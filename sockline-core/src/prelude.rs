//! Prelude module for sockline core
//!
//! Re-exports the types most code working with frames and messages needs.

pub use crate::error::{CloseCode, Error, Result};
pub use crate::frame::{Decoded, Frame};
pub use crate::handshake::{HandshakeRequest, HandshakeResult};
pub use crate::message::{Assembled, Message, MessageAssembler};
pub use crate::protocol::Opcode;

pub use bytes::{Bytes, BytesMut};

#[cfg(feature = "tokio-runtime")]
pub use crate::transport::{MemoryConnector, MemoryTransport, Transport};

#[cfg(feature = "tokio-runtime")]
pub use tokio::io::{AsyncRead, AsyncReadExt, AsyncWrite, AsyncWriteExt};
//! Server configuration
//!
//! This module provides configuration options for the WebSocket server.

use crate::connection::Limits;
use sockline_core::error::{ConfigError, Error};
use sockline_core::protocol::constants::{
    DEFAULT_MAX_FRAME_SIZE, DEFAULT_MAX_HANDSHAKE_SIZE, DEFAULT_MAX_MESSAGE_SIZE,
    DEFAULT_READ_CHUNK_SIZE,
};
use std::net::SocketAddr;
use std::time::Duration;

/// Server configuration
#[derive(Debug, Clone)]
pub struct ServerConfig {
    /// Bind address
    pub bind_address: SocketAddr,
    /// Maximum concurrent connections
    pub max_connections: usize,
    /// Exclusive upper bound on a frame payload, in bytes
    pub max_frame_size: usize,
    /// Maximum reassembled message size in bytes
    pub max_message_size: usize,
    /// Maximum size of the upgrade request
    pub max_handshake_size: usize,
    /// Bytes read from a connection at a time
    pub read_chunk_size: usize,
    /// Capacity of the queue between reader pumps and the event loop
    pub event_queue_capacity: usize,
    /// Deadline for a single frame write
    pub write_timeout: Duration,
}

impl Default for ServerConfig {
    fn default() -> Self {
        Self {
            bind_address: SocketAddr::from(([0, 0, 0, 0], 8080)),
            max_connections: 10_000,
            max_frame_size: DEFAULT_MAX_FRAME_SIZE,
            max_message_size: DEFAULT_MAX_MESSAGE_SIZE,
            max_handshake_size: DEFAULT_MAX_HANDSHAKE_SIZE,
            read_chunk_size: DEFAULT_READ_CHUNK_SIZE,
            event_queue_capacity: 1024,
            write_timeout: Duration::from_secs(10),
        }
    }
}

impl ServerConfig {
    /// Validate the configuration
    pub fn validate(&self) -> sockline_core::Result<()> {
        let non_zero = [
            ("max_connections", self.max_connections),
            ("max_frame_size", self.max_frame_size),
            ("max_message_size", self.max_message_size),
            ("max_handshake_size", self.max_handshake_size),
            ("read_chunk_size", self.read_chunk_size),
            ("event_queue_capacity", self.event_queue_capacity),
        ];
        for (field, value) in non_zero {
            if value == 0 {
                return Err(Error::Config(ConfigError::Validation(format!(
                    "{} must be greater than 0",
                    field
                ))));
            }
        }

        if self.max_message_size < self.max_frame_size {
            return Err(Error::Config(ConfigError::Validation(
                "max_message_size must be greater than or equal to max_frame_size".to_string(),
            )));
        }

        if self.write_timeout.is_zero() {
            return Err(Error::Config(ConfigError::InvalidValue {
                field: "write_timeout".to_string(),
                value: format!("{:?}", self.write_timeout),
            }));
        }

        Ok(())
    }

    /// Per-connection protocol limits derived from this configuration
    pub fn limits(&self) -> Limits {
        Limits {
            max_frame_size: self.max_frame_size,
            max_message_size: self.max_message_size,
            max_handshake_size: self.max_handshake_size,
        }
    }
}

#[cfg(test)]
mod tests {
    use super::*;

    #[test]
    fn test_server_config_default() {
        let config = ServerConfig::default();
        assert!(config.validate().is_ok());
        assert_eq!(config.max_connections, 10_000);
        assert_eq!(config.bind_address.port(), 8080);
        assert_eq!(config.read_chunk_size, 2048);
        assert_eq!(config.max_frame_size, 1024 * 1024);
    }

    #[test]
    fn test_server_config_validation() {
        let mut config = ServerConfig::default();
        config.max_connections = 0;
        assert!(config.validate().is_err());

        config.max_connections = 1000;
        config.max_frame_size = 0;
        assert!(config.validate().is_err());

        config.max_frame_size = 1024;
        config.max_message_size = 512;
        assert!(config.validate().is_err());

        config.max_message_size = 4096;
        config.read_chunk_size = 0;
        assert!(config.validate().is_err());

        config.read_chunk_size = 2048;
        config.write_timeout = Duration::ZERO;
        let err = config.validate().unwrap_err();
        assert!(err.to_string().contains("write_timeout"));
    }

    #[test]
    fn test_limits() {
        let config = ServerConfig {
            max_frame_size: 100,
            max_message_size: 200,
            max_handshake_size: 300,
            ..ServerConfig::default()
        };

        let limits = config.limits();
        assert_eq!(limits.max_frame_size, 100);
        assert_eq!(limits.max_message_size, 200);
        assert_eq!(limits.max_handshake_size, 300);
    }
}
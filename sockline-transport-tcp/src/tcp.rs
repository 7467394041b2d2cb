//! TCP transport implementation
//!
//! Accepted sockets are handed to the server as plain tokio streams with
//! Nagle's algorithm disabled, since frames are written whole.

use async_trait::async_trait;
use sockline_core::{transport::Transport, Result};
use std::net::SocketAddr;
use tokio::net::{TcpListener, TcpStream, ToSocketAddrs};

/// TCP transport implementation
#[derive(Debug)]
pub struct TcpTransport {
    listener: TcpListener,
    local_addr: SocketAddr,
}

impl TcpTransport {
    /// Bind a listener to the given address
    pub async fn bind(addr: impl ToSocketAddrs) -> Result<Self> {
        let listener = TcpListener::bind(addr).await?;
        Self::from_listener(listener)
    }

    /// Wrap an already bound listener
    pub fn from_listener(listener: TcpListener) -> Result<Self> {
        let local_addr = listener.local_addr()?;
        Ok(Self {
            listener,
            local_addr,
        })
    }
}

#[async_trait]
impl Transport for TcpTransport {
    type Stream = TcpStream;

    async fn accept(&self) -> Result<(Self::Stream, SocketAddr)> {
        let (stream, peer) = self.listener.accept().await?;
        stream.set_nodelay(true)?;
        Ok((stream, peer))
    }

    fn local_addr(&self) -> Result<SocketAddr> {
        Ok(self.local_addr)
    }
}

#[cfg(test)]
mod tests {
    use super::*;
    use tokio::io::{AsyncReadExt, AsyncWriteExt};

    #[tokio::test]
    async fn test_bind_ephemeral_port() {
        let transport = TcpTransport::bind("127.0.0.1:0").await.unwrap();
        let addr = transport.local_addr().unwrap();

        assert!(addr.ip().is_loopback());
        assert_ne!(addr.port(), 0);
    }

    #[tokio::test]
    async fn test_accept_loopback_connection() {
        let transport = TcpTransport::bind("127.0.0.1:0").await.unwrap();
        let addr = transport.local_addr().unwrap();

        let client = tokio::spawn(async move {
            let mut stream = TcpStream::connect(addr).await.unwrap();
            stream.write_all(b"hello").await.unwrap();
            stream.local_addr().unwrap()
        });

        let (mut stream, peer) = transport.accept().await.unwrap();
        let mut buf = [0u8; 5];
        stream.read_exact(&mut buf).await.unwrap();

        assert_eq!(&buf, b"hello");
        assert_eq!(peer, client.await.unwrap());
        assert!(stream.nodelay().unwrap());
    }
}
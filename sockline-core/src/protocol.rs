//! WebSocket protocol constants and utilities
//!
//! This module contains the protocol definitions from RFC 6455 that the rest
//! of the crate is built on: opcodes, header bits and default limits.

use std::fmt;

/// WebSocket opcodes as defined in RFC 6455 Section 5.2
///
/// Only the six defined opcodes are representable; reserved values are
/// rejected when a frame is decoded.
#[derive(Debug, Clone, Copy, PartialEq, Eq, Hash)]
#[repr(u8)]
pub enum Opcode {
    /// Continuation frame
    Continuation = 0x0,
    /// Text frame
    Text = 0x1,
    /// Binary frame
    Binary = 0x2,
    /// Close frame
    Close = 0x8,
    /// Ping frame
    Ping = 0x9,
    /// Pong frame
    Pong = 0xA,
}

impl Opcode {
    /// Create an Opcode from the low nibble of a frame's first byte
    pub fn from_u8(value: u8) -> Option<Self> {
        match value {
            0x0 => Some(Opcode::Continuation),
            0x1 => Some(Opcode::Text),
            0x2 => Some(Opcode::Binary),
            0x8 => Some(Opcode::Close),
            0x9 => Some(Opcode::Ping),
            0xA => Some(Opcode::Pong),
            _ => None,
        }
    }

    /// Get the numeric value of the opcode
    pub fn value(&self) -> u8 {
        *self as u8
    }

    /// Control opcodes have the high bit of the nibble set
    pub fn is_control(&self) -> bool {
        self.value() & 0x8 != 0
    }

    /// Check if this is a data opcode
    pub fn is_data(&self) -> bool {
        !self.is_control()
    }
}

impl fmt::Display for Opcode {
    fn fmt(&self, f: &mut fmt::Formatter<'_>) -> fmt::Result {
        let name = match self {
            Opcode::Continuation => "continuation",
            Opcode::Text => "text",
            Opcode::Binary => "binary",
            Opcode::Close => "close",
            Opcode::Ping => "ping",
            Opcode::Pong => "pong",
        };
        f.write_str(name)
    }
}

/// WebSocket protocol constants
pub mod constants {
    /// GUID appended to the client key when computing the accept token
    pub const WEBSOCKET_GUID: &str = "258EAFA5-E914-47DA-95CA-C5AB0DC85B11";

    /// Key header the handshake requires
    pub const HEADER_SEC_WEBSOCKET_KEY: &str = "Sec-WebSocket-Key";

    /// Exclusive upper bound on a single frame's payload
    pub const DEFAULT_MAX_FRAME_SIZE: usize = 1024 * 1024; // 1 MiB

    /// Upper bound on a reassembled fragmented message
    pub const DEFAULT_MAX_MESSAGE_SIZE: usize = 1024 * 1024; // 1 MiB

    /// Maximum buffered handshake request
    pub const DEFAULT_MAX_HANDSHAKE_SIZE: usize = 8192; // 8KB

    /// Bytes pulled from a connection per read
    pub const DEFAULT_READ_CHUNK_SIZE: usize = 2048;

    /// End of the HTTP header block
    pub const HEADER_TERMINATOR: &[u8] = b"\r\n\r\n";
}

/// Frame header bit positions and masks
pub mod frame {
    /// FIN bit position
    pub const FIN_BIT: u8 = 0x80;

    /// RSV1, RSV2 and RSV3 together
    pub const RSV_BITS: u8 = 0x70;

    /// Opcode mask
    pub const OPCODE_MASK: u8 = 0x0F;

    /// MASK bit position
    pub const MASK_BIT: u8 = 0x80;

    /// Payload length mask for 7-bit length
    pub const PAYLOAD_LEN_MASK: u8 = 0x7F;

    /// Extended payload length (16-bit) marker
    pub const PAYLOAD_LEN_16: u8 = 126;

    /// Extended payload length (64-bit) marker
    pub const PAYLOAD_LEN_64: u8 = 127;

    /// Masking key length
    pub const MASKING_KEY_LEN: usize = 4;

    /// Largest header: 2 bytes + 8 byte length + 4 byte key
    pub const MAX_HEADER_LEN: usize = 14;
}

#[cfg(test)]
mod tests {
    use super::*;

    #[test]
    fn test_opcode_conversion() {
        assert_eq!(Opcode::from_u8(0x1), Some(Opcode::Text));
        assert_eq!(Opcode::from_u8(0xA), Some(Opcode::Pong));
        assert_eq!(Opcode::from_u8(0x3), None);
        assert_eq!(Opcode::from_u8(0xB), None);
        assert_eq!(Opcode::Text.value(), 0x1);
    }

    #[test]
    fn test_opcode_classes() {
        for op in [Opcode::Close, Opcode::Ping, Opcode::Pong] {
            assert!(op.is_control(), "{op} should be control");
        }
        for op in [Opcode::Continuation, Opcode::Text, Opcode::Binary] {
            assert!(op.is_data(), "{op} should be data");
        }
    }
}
***
A complete answer reproduces every line of the records in which the word "should" occurs.

            assert!(op.is_control(), "{op} should be control");
            assert!(op.is_data(), "{op} should be data");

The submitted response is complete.